Just please don't return it; we don't want any.
Just please don't return it; we don't want any.
Year 2 of the ITBA Fringe bloggers reviews is going to need a catchy name, however. Damn Time Out and Their FringeBinge name. They don't leave much left, do they.
SEXY COWGIRLIt is very hard not to have a good time "Invader? I Hardly Know Her". And trust me, I tried: for the first ten minutes of this musical I was skeptical, but by halfway through act 1 I had hit the point where I couldn't *not* enjoy myself. The premise: a man finds out--on his wedding day--that his wife is actually an alien who has been sent to find the crack into a fifth dimension via his toilet. He, the alien wife, a couple of robots, and some sexy crime-fighting clones must pool their resources before an evil demon from another dimension posesses them all.
Freeze!
ALIEN GIRL
Oh no you caught m--
Wait, what does a sexy cowgirl have to do with a
science fiction musical?
SEXY COWGIRL
It's sci-fi.
ALIEN GIRL
So?
SEXY COWGIRL
So what do you think was the gender of the guy who
wrote it?
ALIEN GIRL
Ah.
It's all very silly but self-mocking, and the lyrics by Jason Powell (who also plays the groom) were smart, witty, and often downright hysterical, which is something I feel we don't see enough emphasis on nowadays. I was surprised to find one of the most ingenious bits to be "Fetish Fighters", four crime fighters cloned to look like a sexy cowgirl, a sexy French Maid, a sexy Native American, and a sexy schoolgirl (the latter played by very funny standout Jessica Carollo). Also a standout is Alison Scarmella as a secret agent who has been tracking the alien bride, but the entire cast is great.
The only real criticism I would give to Powell (who also wrote book and music) in future versions is to give a stronger sense of focus to the main we're-trying-to-find-the-evil-fifth-dimension-being story, perhaps checking back in with that overarching plotline more often as we lose sense of it in all the fun we're having. Still, if you're looking for a good time, a light comedy, and some brilliant lyrics (and if you haven't been having good luck in your FRINGENYC picks so far), do catch Invader's final performance this Saturday.
http://www.fringenyc.org/basic_page.php?ltr=I
VENUE #16: The SoHo Playhouse
Sat 14 @ 10 Tue 17 @ 3 Fri 20 @ 9 Wed 25 @ 5:15 Sat 28 @ 12
MAN SHADOW
I wish I could figure out how to shadow light
this shadow lightbulb.
WOMAN SHADOW
I have a socket shadow.
MAN SHADOW
Can I shadow screw into it with my shadow
lightbulb?
WOMAN SHADOW
Shadow yes!
MAN SHADOW
Heh. Heh heh heh heh heh...
The shadow lightbulb represents my shadow--
WOMAN SHADOW
I KNOW WHAT IT REPRESENTS.
SHADOW.
God damned Android phone froze lost my first review...

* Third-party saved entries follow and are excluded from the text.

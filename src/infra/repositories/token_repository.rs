//! Single-use verification token repository.
//!
//! One row per email; issuing replaces, consuming clears. The raw token
//! string is looked up before any cryptographic verification so a cleared
//! record can never be replayed.

use async_trait::async_trait;
use sea_orm::{
    ActiveModelTrait, ColumnTrait, DatabaseConnection, EntityTrait, QueryFilter, Set,
};

use super::entities::email_verification::{self, ActiveModel, Entity as VerificationEntity};
use crate::errors::{AppError, AppResult};

#[cfg(any(test, feature = "test-utils"))]
use mockall::automock;

/// Persisted verification-token record.
#[derive(Debug, Clone)]
pub struct VerificationRecord {
    pub id: i32,
    pub email: String,
    pub verify_token: Option<String>,
}

#[cfg_attr(any(test, feature = "test-utils"), automock)]
#[async_trait]
pub trait TokenRepository: Send + Sync {
    /// Existence check on the raw token string
    async fn find_by_token(&self, token: &str) -> AppResult<Option<VerificationRecord>>;

    /// Drop any prior token for the email and store a fresh one
    async fn replace(&self, email: &str, token: &str) -> AppResult<()>;

    /// Store a token, updating the existing row when present
    async fn upsert(&self, email: &str, token: &str) -> AppResult<()>;

    /// Null out the stored token after a successful reset
    async fn clear(&self, email: &str) -> AppResult<()>;

    /// Remove the record entirely after a successful verification
    async fn delete_by_email(&self, email: &str) -> AppResult<()>;
}

pub struct TokenStore {
    db: DatabaseConnection,
}

impl TokenStore {
    pub fn new(db: DatabaseConnection) -> Self {
        Self { db }
    }
}

#[async_trait]
impl TokenRepository for TokenStore {
    async fn find_by_token(&self, token: &str) -> AppResult<Option<VerificationRecord>> {
        let result = VerificationEntity::find()
            .filter(email_verification::Column::VerifyToken.eq(token))
            .one(&self.db)
            .await
            .map_err(AppError::from)?;

        Ok(result.map(|m| VerificationRecord {
            id: m.id,
            email: m.email,
            verify_token: m.verify_token,
        }))
    }

    async fn replace(&self, email: &str, token: &str) -> AppResult<()> {
        VerificationEntity::delete_many()
            .filter(email_verification::Column::Email.eq(email))
            .exec(&self.db)
            .await
            .map_err(AppError::from)?;

        let now = chrono::Utc::now();
        let active_model = ActiveModel {
            email: Set(email.to_string()),
            verify_token: Set(Some(token.to_string())),
            created_time: Set(now),
            updated_time: Set(now),
            ..Default::default()
        };
        active_model.insert(&self.db).await.map_err(AppError::from)?;
        Ok(())
    }

    async fn upsert(&self, email: &str, token: &str) -> AppResult<()> {
        let existing = VerificationEntity::find()
            .filter(email_verification::Column::Email.eq(email))
            .one(&self.db)
            .await
            .map_err(AppError::from)?;

        let now = chrono::Utc::now();
        match existing {
            Some(model) => {
                let mut active: ActiveModel = model.into();
                active.verify_token = Set(Some(token.to_string()));
                active.updated_time = Set(now);
                active.update(&self.db).await.map_err(AppError::from)?;
            }
            None => {
                let active_model = ActiveModel {
                    email: Set(email.to_string()),
                    verify_token: Set(Some(token.to_string())),
                    created_time: Set(now),
                    updated_time: Set(now),
                    ..Default::default()
                };
                active_model.insert(&self.db).await.map_err(AppError::from)?;
            }
        }
        Ok(())
    }

    async fn clear(&self, email: &str) -> AppResult<()> {
        let existing = VerificationEntity::find()
            .filter(email_verification::Column::Email.eq(email))
            .one(&self.db)
            .await
            .map_err(AppError::from)?;

        if let Some(model) = existing {
            let mut active: ActiveModel = model.into();
            active.verify_token = Set(None);
            active.updated_time = Set(chrono::Utc::now());
            active.update(&self.db).await.map_err(AppError::from)?;
        }
        Ok(())
    }

    async fn delete_by_email(&self, email: &str) -> AppResult<()> {
        VerificationEntity::delete_many()
            .filter(email_verification::Column::Email.eq(email))
            .exec(&self.db)
            .await
            .map_err(AppError::from)?;
        Ok(())
    }
}
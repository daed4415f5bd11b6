//! Detail row nested under a service workflow step.

use sea_orm::entity::prelude::*;

#[derive(Clone, Debug, PartialEq, Eq, DeriveEntityModel)]
#[sea_orm(table_name = "service_step_details")]
pub struct Model {
    #[sea_orm(primary_key)]
    pub id: i32,
    pub step_id: i32,
    pub title: Option<String>,
    #[sea_orm(column_type = "Text", nullable)]
    pub content: Option<String>,
    pub before_url: Option<String>,
    pub after_url: Option<String>,
}

#[derive(Copy, Clone, Debug, EnumIter, DeriveRelation)]
pub enum Relation {
    #[sea_orm(
        belongs_to = "super::service_step::Entity",
        from = "Column::StepId",
        to = "super::service_step::Column::Id"
    )]
    Step,
}

impl ActiveModelBehavior for ActiveModel {}
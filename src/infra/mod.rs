//! Infrastructure layer - External systems integration
//!
//! This module handles all external system concerns:
//! - Database connections and repositories
//! - SMTP mail transport
//! - Schema migrations

pub mod db;
pub mod mailer;
pub mod repositories;

pub use db::{Database, Migrator};
pub use mailer::{MailMessage, MailTemplate, Mailer, OrderLine, SmtpMailer};
pub use repositories::{
    CategoryRepository, CategoryStore, MediaRepository, MediaStore, OrderRepository, OrderStore,
    PostRepository, PostStore, ServiceRepository, ServiceStore, SettingRepository, SettingStore,
    TokenRepository, TokenStore, UserRepository, UserStore,
};

#[cfg(any(test, feature = "test-utils"))]
pub use mailer::MockMailer;
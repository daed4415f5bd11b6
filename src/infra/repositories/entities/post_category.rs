//! Post ↔ category link table.

use sea_orm::entity::prelude::*;

#[derive(Clone, Debug, PartialEq, Eq, DeriveEntityModel)]
#[sea_orm(table_name = "post_categories")]
pub struct Model {
    #[sea_orm(primary_key)]
    pub id: i32,
    pub post_id: i32,
    pub category_id: i32,
}

#[derive(Copy, Clone, Debug, EnumIter, DeriveRelation)]
pub enum Relation {
    #[sea_orm(
        belongs_to = "super::post::Entity",
        from = "Column::PostId",
        to = "super::post::Column::Id"
    )]
    Post,
    #[sea_orm(
        belongs_to = "super::category::Entity",
        from = "Column::CategoryId",
        to = "super::category::Column::Id"
    )]
    Category,
}

impl ActiveModelBehavior for ActiveModel {}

Reviewing an abstract performance piece like Ground to Cloud isn't simple, as works like these seem to center as much on what you bring into the space as what you find onstage. On a surface level I enjoyed it very much, but on a deeper rung it seems to be missing something in its narrative.
Ground to Cloud is a shadow show, relying on monochomatic outlines created by actors and inanimate objects moving in front of strong diffused spotlights shining on a giant white sheet. The audience sees a collection of beautiful images that convey a man looking for a power source for his lightbulb, the interaction between a woman and dreamlike giants, and other visuals set to the sounds of a played saw (which I unfortunately could see much better than I could hear) and various sound effects. In me the early images evoked perfectly the all-too-real feeling of a blackout on the night of a storm, trying to blindly find your way towards any source of comforting light.
The execution was fantastic, particularly halfway through the piece where the audience members were instructed to put on red and blue glasses for 5 minutes. Let's talk about that: Using a simple and yet ridiculously effective setup--a red spotlight and blue spotlight placed right next to each other--shadow images were projected from slightly-left and slightly-right angles in order to convey a 3D shadow image. The shadows created closer to the red and blue spotlights had a greater variation in angles, causing them to seem to pop out at you more than those shadows created further from the red and blue spotlights. Amazing and beat the pants off of "Clash Of The Titans The Super $6.00 More 3D Experience", or so I'd presume.
My only complaint was the fuzzy story that was being conveyed; there was something in the beginning about the man searching for a power source for his lightbulb, and something at the end about the woman providing a socket to, uh, screw it into. But in the middle there was a bit about flying a kite that gets struck with electricity and a woman who is being chased by giant monsters that she's suddenly bigger than, and a mother figure that she keeps encountering. I could (and did) draw my own conclusions piece by piece but overall it was a bit muddled. At 30 minutes it's not a problem, but I wanted the play to be the 45 minutes the program promised or even longer (I don't blame them for the mismatch in timing; trying to lock in Fringe's running time and allowing buffer before you've even cast is a challenge). If they do expand Ground to Cloud--and I hope they do--I'd love to see it clarified and lengthened.
Ground To Cloud
http://www.fringenyc.org/basic_page.php?ltr=G
http://www.cimimarie.com/
VENUE #13: The New School for Drama Theatre
Thu 19 @ 7:30 Fri 20 @ 6 Sun 22 @ 4 Mon 23 @ 5:45 Thu 26 @ 8:30
WACKY CAST MEMBER 1
Let's sing about gun nuts, wont that be funny?
WACKY CAST MEMBER 2
Let's sing about drinking pee, that should be hysterical
right?
WACKY CAST MEMBER 3
Hey everyone, you should join me in a song about selling
a 14 year old's ovaries, that'd be CCCRRRRRAAAZZZZYYYY!
ANY PEOPLE IN AUDIENCE
WHO ARE ACTUALLY LAUGHING
Ha ha, my friends in this show are so hysterical.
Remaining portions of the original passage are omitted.